Musician, activist, feminist, friend: for Tajik-Russian artist Manizha, the professional and personal come as one. Manizha went viral in 2016 after releasing what she claimed to be the world’s first Instagram music album. Four years on, the artist can boast a repertoire spanning from blue-eyed ballads to feminist gospel rap, complete with a collection of videos tackling conservative notions of beauty, ethnicity, femininity, and family relations in Russia.
Commissioned by The Calvert Journal, her latest editorial was shot by photographer Miliyollie and aims to celebrate diversity, inclusivity, and community at heart of the singer’s vision — with a splash of wild colour by makeup artist Kristallikova.
“Imagine a table with pilaf, vodka, and pelmeni,” the singer-songwriter laughs explaining what it feels like to be both Tajik and Russian, but neither Christian nor Muslim. Born in Tajikistan a few months before the collapse of the Soviet Union, Manizha and her family ultimately left the Tajik capital of Dushanbe for Moscow, where she has been living since. Faced with racist bullying at school, Manizha found shelter in music. “At first, it was a way to escape. And only as my audience started to grow, I realised I can actually talk to people through my music,” she says.

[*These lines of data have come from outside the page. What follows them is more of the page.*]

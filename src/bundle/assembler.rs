//! Transactions to packets.

use thiserror::Error;

use crate::bundle::types::{Bundle, BundleTransaction, EncodeError, Packet, MAX_BUNDLE_TRANSACTIONS};

/// Bundle assembly errors.
#[derive(Debug, Clone, PartialEq, Eq, Error)]
pub enum AssemblyError {
    #[error("bundle contains no transactions")]
    Empty,

    #[error("bundle has {count} transactions, maximum is {max}")]
    TooManyTransactions { count: usize, max: usize },

    #[error("{index}: error converting transaction to packet: {source}")]
    Encode {
        index: usize,
        #[source]
        source: EncodeError,
    },
}

/// Convert an ordered list of signed transactions into a [`Bundle`].
///
/// Packet `i` holds transaction `i`. Any encoding failure aborts the whole
/// bundle and reports the failing index.
pub fn assemble<T: BundleTransaction>(transactions: &[T]) -> Result<Bundle, AssemblyError> {
    if transactions.is_empty() {
        return Err(AssemblyError::Empty);
    }
    if transactions.len() > MAX_BUNDLE_TRANSACTIONS {
        return Err(AssemblyError::TooManyTransactions {
            count: transactions.len(),
            max: MAX_BUNDLE_TRANSACTIONS,
        });
    }

    let mut packets = Vec::with_capacity(transactions.len());
    let mut signatures = Vec::with_capacity(transactions.len());
    for (index, tx) in transactions.iter().enumerate() {
        let encode = |source| AssemblyError::Encode { index, source };
        signatures.push(tx.fee_payer_signature().map_err(encode)?);
        packets.push(Packet::new(tx.to_wire().map_err(encode)?));
    }

    tracing::trace!(transactions = packets.len(), "Bundle assembled");
    Ok(Bundle::new(packets, signatures))
}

But Manizha is no longer hiding. Open her YouTube page and you’ll meet a warrior jumping over the burning cars, or a fierce folk-fuelled princess. Her Instagram page switches between a fundraising campaign for Moscow’s humanitarian centre for refugee kids to off-cuff raps. Russia is a country of many ethnicities, but many of them remain poorly represented in mainstream culture. Manizha and her following, teaming with reciprocal love, challenges that balance. The singer actively tackles the intolerance and racism that particularly affects immigrants from the Central Asia, including them in clips such as her “Now Is Not Happening Twice” video. Set in an idyllic Russian village, the clip sees narrow-minded locals condemn a grotesque, mono-browned Manizha as the Tajik fiancée of a local Russian man, asking: “why don’t you find yourself a good Russian wife instead?” But when Manizha’s character starts to sing, praising the sweeping beauty of the “now” we all equally share, the villagers begin to cry tears of joy instead. “Native and minority awakening has become a pop culture trend. But we need this trend to shift the norm. The shift is getting real as I see my friends finding this trend pleasingly relatable,” Manizha says. Elements of daily life in Tajikistan now echo in her art years later, ultimately bringing her back to Dushanbe last November, when she also visited kishlaks, or semi-normadic rural settlements, in the mountains.

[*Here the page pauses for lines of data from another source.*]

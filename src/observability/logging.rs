//! Structured logging setup.

use tracing_subscriber::util::TryInitError;
use tracing_subscriber::{layer::SubscriberExt, util::SubscriberInitExt, EnvFilter};

use crate::config::schema::ObservabilityConfig;

/// Install the global tracing subscriber.
///
/// `RUST_LOG` wins over `config.log_level` when set.
pub fn init_logging(config: &ObservabilityConfig) -> Result<(), TryInitError> {
    let filter = EnvFilter::try_from_default_env()
        .unwrap_or_else(|_| EnvFilter::new(default_directive(&config.log_level)));

    let registry = tracing_subscriber::registry().with(filter);
    if config.json_logs {
        registry
            .with(tracing_subscriber::fmt::layer().json())
            .try_init()
    } else {
        registry.with(tracing_subscriber::fmt::layer()).try_init()
    }
}

fn default_directive(level: &str) -> String {
    format!("bundle_relay={level},warn")
}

But Manizha’s dual-heritage is not the only focus of her work. Musically she looks towards Bjork and Thom Yorke, as well as one of Tajikistan’s greatest singers, Nargiz Bendishoeva. (Bendishoeva had been due to perform at a ceremony marking 40 days since Manizha’s birth — an ancient tradition in Tajikistan — but died in a car crash on the day of the celebration itself.) Manizha is also fiercely feminist and pro-LGBTQ, a stance which often sees her under fire.

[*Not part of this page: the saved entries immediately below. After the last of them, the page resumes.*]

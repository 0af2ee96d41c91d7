//! Pure mapping from relay notifications to [`BundleOutcome`].

use crate::outcome::types::{BundleOutcome, RejectionReason};
use crate::relay::types::{
    BundleResultEvent, BundleResultKind, InflightBundleStatus, InflightStatus, RejectedReason,
};

/// Classify one streamed bundle result event.
///
/// A rejection with no recognizable reason is reported as an internal
/// error rather than silently accepted.
pub fn classify_event(event: &BundleResultEvent) -> BundleOutcome {
    match &event.result {
        None => BundleOutcome::Unknown,
        Some(BundleResultKind::Accepted(accepted)) => BundleOutcome::Accepted {
            slot: Some(accepted.slot),
        },
        Some(BundleResultKind::Rejected(rejected)) => {
            BundleOutcome::Rejected(classify_rejection(&event.bundle_id, rejected.reason.as_ref()))
        }
    }
}

fn classify_rejection(bundle_id: &str, reason: Option<&RejectedReason>) -> RejectionReason {
    match reason {
        Some(RejectedReason::SimulationFailure { tx_signature, msg }) => {
            RejectionReason::SimulationFailure {
                signature: tx_signature.clone(),
                message: msg.clone().unwrap_or_default(),
            }
        }
        Some(RejectedReason::StateAuctionBidRejected {
            auction_id,
            simulated_bid_lamports,
        }) => RejectionReason::StateAuctionBidRejected {
            auction_id: auction_id.clone(),
            bid_lamports: *simulated_bid_lamports,
        },
        Some(RejectedReason::WinningBatchBidRejected {
            auction_id,
            simulated_bid_lamports,
        }) => RejectionReason::WinningBatchBidRejected {
            auction_id: auction_id.clone(),
            bid_lamports: *simulated_bid_lamports,
        },
        Some(RejectedReason::InternalError { msg }) => {
            RejectionReason::InternalError { message: msg.clone() }
        }
        Some(RejectedReason::DroppedBundle { msg }) => {
            RejectionReason::Dropped { message: msg.clone() }
        }
        None => RejectionReason::InternalError {
            message: format!("bundle {} rejected with unrecognized reason", bundle_id),
        },
    }
}

/// Classify the entry for `bundle_id` in a polled status list.
///
/// No matching entry means the relay does not know the bundle yet.
pub fn classify_inflight(statuses: &[InflightBundleStatus], bundle_id: &str) -> BundleOutcome {
    let Some(entry) = statuses.iter().find(|s| s.bundle_id == bundle_id) else {
        return BundleOutcome::Unknown;
    };

    match entry.status {
        InflightStatus::Pending => BundleOutcome::Pending,
        InflightStatus::Landed => BundleOutcome::Landed {
            slot: entry.landed_slot,
        },
        InflightStatus::Invalid => BundleOutcome::Rejected(RejectionReason::Invalid {
            bundle_id: bundle_id.to_string(),
        }),
        InflightStatus::Failed => BundleOutcome::Rejected(RejectionReason::Failed {
            bundle_id: bundle_id.to_string(),
        }),
        InflightStatus::Unrecognized => BundleOutcome::Rejected(RejectionReason::InternalError {
            message: format!("bundle {} reported an unknown status", bundle_id),
        }),
    }
}

#[cfg(test)]
mod tests {
    use super::*;

    fn inflight(bundle_id: &str, status: InflightStatus) -> InflightBundleStatus {
        InflightBundleStatus {
            bundle_id: bundle_id.to_string(),
            status,
            landed_slot: None,
        }
    }

    #[test]
    fn test_accepted_event() {
        let event = BundleResultEvent::accepted("b1", 42);
        assert_eq!(classify_event(&event), BundleOutcome::Accepted { slot: Some(42) });
    }

    #[test]
    fn test_each_rejection_reason() {
        let cases = vec![
            (
                RejectedReason::SimulationFailure {
                    tx_signature: "5sig".to_string(),
                    msg: Some("insufficient funds".to_string()),
                },
                "bundle simulation failure on tx 5sig, message: insufficient funds",
            ),
            (
                RejectedReason::StateAuctionBidRejected {
                    auction_id: "a1".to_string(),
                    simulated_bid_lamports: 1000,
                },
                "bundle lost state auction, auction: a1, tip 1000 lamports",
            ),
            (
                RejectedReason::WinningBatchBidRejected {
                    auction_id: "a2".to_string(),
                    simulated_bid_lamports: 7,
                },
                "bundle won state auction but failed global auction, auction a2, tip 7 lamports",
            ),
            (
                RejectedReason::InternalError {
                    msg: "oops".to_string(),
                },
                "internal error oops",
            ),
            (
                RejectedReason::DroppedBundle {
                    msg: "expired".to_string(),
                },
                "bundle dropped expired",
            ),
        ];

        for (reason, expected) in cases {
            let event = BundleResultEvent::rejected("b1", Some(reason));
            let outcome = classify_event(&event);
            assert!(outcome.is_terminal());
            assert_eq!(outcome.rejection().unwrap().to_string(), expected);
        }
    }

    #[test]
    fn test_classification_is_repeatable() {
        let event = BundleResultEvent::rejected(
            "b1",
            Some(RejectedReason::DroppedBundle {
                msg: "x".to_string(),
            }),
        );
        assert_eq!(classify_event(&event), classify_event(&event));
    }

    #[test]
    fn test_unrecognized_reason_is_internal_error() {
        let outcome = classify_event(&BundleResultEvent::rejected("b9", None));
        assert!(matches!(
            outcome,
            BundleOutcome::Rejected(RejectionReason::InternalError { .. })
        ));
    }

    #[test]
    fn test_new_wire_reason_is_internal_error() {
        let json = r#"{"bundle_id": "b9", "result": {"rejected": {"reason": {"fee_too_low": {"min": 1000}}}}}"#;
        let event: BundleResultEvent = serde_json::from_str(json).unwrap();
        assert_eq!(
            classify_event(&event),
            BundleOutcome::Rejected(RejectionReason::InternalError {
                message: "bundle b9 rejected with unrecognized reason".to_string()
            })
        );
    }

    #[test]
    fn test_event_without_result_is_unknown() {
        let event = BundleResultEvent {
            bundle_id: "b1".to_string(),
            result: None,
        };
        assert_eq!(classify_event(&event), BundleOutcome::Unknown);
    }

    #[test]
    fn test_inflight_statuses() {
        let statuses = vec![
            inflight("pending", InflightStatus::Pending),
            inflight("invalid", InflightStatus::Invalid),
            inflight("failed", InflightStatus::Failed),
            InflightBundleStatus {
                bundle_id: "landed".to_string(),
                status: InflightStatus::Landed,
                landed_slot: Some(99),
            },
        ];

        assert_eq!(classify_inflight(&statuses, "pending"), BundleOutcome::Pending);
        assert_eq!(
            classify_inflight(&statuses, "landed"),
            BundleOutcome::Landed { slot: Some(99) }
        );
        assert_eq!(
            classify_inflight(&statuses, "invalid"),
            BundleOutcome::Rejected(RejectionReason::Invalid {
                bundle_id: "invalid".to_string()
            })
        );
        assert_eq!(
            classify_inflight(&statuses, "failed").rejection().unwrap().to_string(),
            "bundle failed failed to land"
        );
        assert_eq!(classify_inflight(&statuses, "missing"), BundleOutcome::Unknown);
    }

    #[test]
    fn test_unrecognized_inflight_status() {
        let statuses = vec![inflight("b1", InflightStatus::Unrecognized)];
        assert!(classify_inflight(&statuses, "b1").is_terminal());
    }
}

Despite being born in a patriarchal community, Manizha wants to prove that there can be choice, opportunities, and recognition for women. Manizha’s female relatives have had a huge impact on the singer and her own creativity. “My mother has made her living working as a designer since she was 16. We always had different ornaments and fabrics around in the house. My grandmother used to save up her pension to take me to the bazaar where she’d buy me a special dress for my birthday,” Manizha recalls.
Together with her mother, she has already used her platform to launch a free app helping victims of domestic violence. They also went offline for a series of female empowerment meetings in the North Caucasus. “To me, feminism is about having a choice,” says Manizha. “If somebody is happy as a mother and wife, I have nothing against it. But we need to make sure there is education and job opportunities for those women who choose another kind of life”.
It is that mantra about choice that seems to define Manizha most of all. A transnational polymath, it is not about fitting into the boxes of Russia or Tajik, cosmopolitan or folk-fuelled, candid or combative. It is about the power to change, transform, and draw on creativity from every side of herself.
“In Russia, criticising others is the norm,” she says. “Anything new meets negativity. Lacking the tradition of freedom and choice, stuck on the level of basic survival, many find it hard to respond positively to anything that does not fit in the system. Honestly, I think at first we all fear, but if you keep bringing these things up, the walls will tumble down. Deep inside everyone is true kindness.”